But it was hard to keep her business going. She has four little girls, and each pregnancy hurt her business. “I had to stop working for a while, and there were expenses.” Her girls’ father didn’t help. “He didn’t want to know how I managed to feed our kids.”

When the CLM selection team found her last summer, her business was dead. Her own illness finished it off. “I was sick with cholera. So was one of my girls. We were in the hospital for five days, and even after they let us out, I was too weak to work.”

By the time she joined the program, she was healthy again but was sitting at home because she had no money to buy with. She could have gotten herself back into business by using the loan sharks who are very active in that part of Boucan Carré, but by that time she had no hope that she could get started. She knew what she wanted to do: Go straight back into business. The will had been there, but she lacked the means. She took the 1500 gourds’ worth of merchandise that her Case Manager helped her buy and sold it in Port au Prince. She now goes once or twice each week, leaving her girls for a night with her mother. Just a few months after she started, the business is already worth 2500 gourds, and it’s growing.

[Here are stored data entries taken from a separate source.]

//! Text-to-speech (TTS) processing

use async_trait::async_trait;
use serde::Deserialize;

use crate::net::check_status;
use crate::{Error, Result};

/// Default `OpenAI` API root
const OPENAI_URL: &str = "https://api.openai.com";

/// Default `ElevenLabs` API root
const ELEVENLABS_URL: &str = "https://api.elevenlabs.io";

/// Container format of synthesized audio
#[derive(Debug, Clone, Copy, PartialEq, Eq, Default, Deserialize)]
#[serde(rename_all = "lowercase")]
pub enum AudioFormat {
    #[default]
    Mp3,
    Wav,
}

impl AudioFormat {
    /// Name used in provider requests and file extensions
    #[must_use]
    pub const fn as_str(self) -> &'static str {
        match self {
            Self::Mp3 => "mp3",
            Self::Wav => "wav",
        }
    }
}

impl std::str::FromStr for AudioFormat {
    type Err = Error;

    fn from_str(s: &str) -> Result<Self> {
        match s.trim().to_lowercase().as_str() {
            "mp3" => Ok(Self::Mp3),
            "wav" => Ok(Self::Wav),
            other => Err(Error::Config(format!("unsupported audio format: {other}"))),
        }
    }
}

/// Playable audio returned by a synthesizer
#[derive(Debug, Clone, PartialEq, Eq)]
pub struct SynthesizedAudio {
    pub bytes: Vec<u8>,
    pub format: AudioFormat,
}

/// Turns reply text into speech
#[async_trait]
pub trait Synthesizer: Send + Sync {
    /// Synthesize text to playable audio
    ///
    /// # Errors
    ///
    /// Returns error if the provider is unreachable or answers non-success
    async fn synthesize(&self, text: &str) -> Result<SynthesizedAudio>;
}

/// TTS provider backend
#[derive(Clone, Copy, Debug, Default, PartialEq, Eq, Deserialize)]
#[serde(rename_all = "lowercase")]
pub enum TtsProvider {
    #[default]
    OpenAI,
    ElevenLabs,
}

impl TtsProvider {
    /// Model used when none is configured
    #[must_use]
    pub const fn default_model(self) -> &'static str {
        match self {
            Self::OpenAI => "tts-1",
            Self::ElevenLabs => "eleven_multilingual_v2",
        }
    }

    /// Voice used when none is configured
    #[must_use]
    pub const fn default_voice(self) -> &'static str {
        match self {
            Self::OpenAI => "alloy",
            // "Rachel", one of the stock ElevenLabs voices
            Self::ElevenLabs => "21m00Tcm4TlvDq8ikWAM",
        }
    }
}

/// Synthesizes speech from text
pub struct TextToSpeech {
    client: reqwest::Client,
    api_key: String,
    voice: String,
    speed: f32,
    model: String,
    format: AudioFormat,
    provider: TtsProvider,
    base_url: String,
}

impl TextToSpeech {
    /// Create a new TTS instance using `OpenAI`
    ///
    /// # Errors
    ///
    /// Returns error if API key is missing
    pub fn new_openai(
        client: reqwest::Client,
        api_key: String,
        voice: String,
        model: String,
        format: AudioFormat,
    ) -> Result<Self> {
        if api_key.is_empty() {
            return Err(Error::Config("OpenAI API key required for TTS".to_string()));
        }

        Ok(Self {
            client,
            api_key,
            voice,
            speed: 1.0,
            model,
            format,
            provider: TtsProvider::OpenAI,
            base_url: OPENAI_URL.to_string(),
        })
    }

    /// Create a new TTS instance using ElevenLabs
    ///
    /// ElevenLabs always answers with MP3.
    ///
    /// # Errors
    ///
    /// Returns error if API key is missing
    pub fn new_elevenlabs(
        client: reqwest::Client,
        api_key: String,
        voice_id: String,
        model: String,
    ) -> Result<Self> {
        if api_key.is_empty() {
            return Err(Error::Config(
                "ElevenLabs API key required for TTS".to_string(),
            ));
        }

        Ok(Self {
            client,
            api_key,
            voice: voice_id,
            speed: 1.0, // ElevenLabs doesn't use speed in the same way
            model,
            format: AudioFormat::Mp3,
            provider: TtsProvider::ElevenLabs,
            base_url: ELEVENLABS_URL.to_string(),
        })
    }

    /// Set the speed multiplier (`OpenAI` only, 0.25 to 4.0)
    #[must_use]
    pub fn with_speed(mut self, speed: f32) -> Self {
        self.speed = speed.clamp(0.25, 4.0);
        self
    }

    /// Point at a different API root
    #[must_use]
    pub fn with_base_url(mut self, base_url: impl Into<String>) -> Self {
        self.base_url = base_url.into().trim_end_matches('/').to_string();
        self
    }

    #[must_use]
    pub const fn provider(&self) -> TtsProvider {
        self.provider
    }

    /// Synthesize using OpenAI TTS
    async fn synthesize_openai(&self, text: &str) -> Result<Vec<u8>> {
        #[derive(serde::Serialize)]
        struct TtsRequest<'a> {
            model: &'a str,
            input: &'a str,
            voice: &'a str,
            speed: f32,
            response_format: &'a str,
        }

        let request = TtsRequest {
            model: &self.model,
            input: text,
            voice: &self.voice,
            speed: self.speed,
            response_format: self.format.as_str(),
        };

        let response = self
            .client
            .post(format!("{}/v1/audio/speech", self.base_url))
            .bearer_auth(&self.api_key)
            .json(&request)
            .send()
            .await?;

        let response = check_status(response)
            .await
            .map_err(|e| Error::Tts(format!("OpenAI {e}")))?;

        let audio = response.bytes().await?;
        Ok(audio.to_vec())
    }

    /// Synthesize using ElevenLabs TTS
    async fn synthesize_elevenlabs(&self, text: &str) -> Result<Vec<u8>> {
        #[derive(serde::Serialize)]
        struct ElevenLabsRequest<'a> {
            text: &'a str,
            model_id: &'a str,
        }

        let url = format!("{}/v1/text-to-speech/{}", self.base_url, self.voice);

        let request = ElevenLabsRequest {
            text,
            model_id: &self.model,
        };

        let response = self
            .client
            .post(&url)
            .header("xi-api-key", &self.api_key)
            .json(&request)
            .send()
            .await?;

        let response = check_status(response)
            .await
            .map_err(|e| Error::Tts(format!("ElevenLabs {e}")))?;

        let audio = response.bytes().await?;
        Ok(audio.to_vec())
    }
}

#[async_trait]
impl Synthesizer for TextToSpeech {
    async fn synthesize(&self, text: &str) -> Result<SynthesizedAudio> {
        let bytes = match self.provider {
            TtsProvider::OpenAI => self.synthesize_openai(text).await?,
            TtsProvider::ElevenLabs => self.synthesize_elevenlabs(text).await?,
        };

        if bytes.is_empty() {
            return Err(Error::Tts("provider returned no audio".to_string()));
        }

        tracing::debug!(bytes = bytes.len(), format = self.format.as_str(), "speech synthesized");
        Ok(SynthesizedAudio {
            bytes,
            format: self.format,
        })
    }
}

Other aspects of her life are changing, too. She didn’t have any savings or animals when she joined the program, but now she has three pregnant goats and a small savings account. More importantly, she now knows how to protect herself and her children from cholera. With CLM’s help, she’s built a latrine and she has a water filter in her home that ensures that all her family’s drinking water is safe. She hasn’t built her new home yet, but most of the materials are ready. It shouldn’t take long.

She’s not satisfied yet. She wants to buy a cow. “That way, I’ll have something I can use if something comes up.” She’s got a ways to go, but things are going well. She’s shown an energy and an entrepreneurial spirit that promise great results.

Jonise Decaillon

I’ve written about Jonise before. (See: Jonise And Gladys.) She is a CLM member from Bay Tourib. When I first met her, she was homeless, living with a fellow CLM member because she had nowhere else to go. As I wrote at the time, Jonise “had been living with her children’s father, in a house on his mother’s land, when he decided he’d had enough of her. He threw her out. Her neighbor became fond of her while they were in enterprise training together, and when she saw her out in the street, she invited her into her home.”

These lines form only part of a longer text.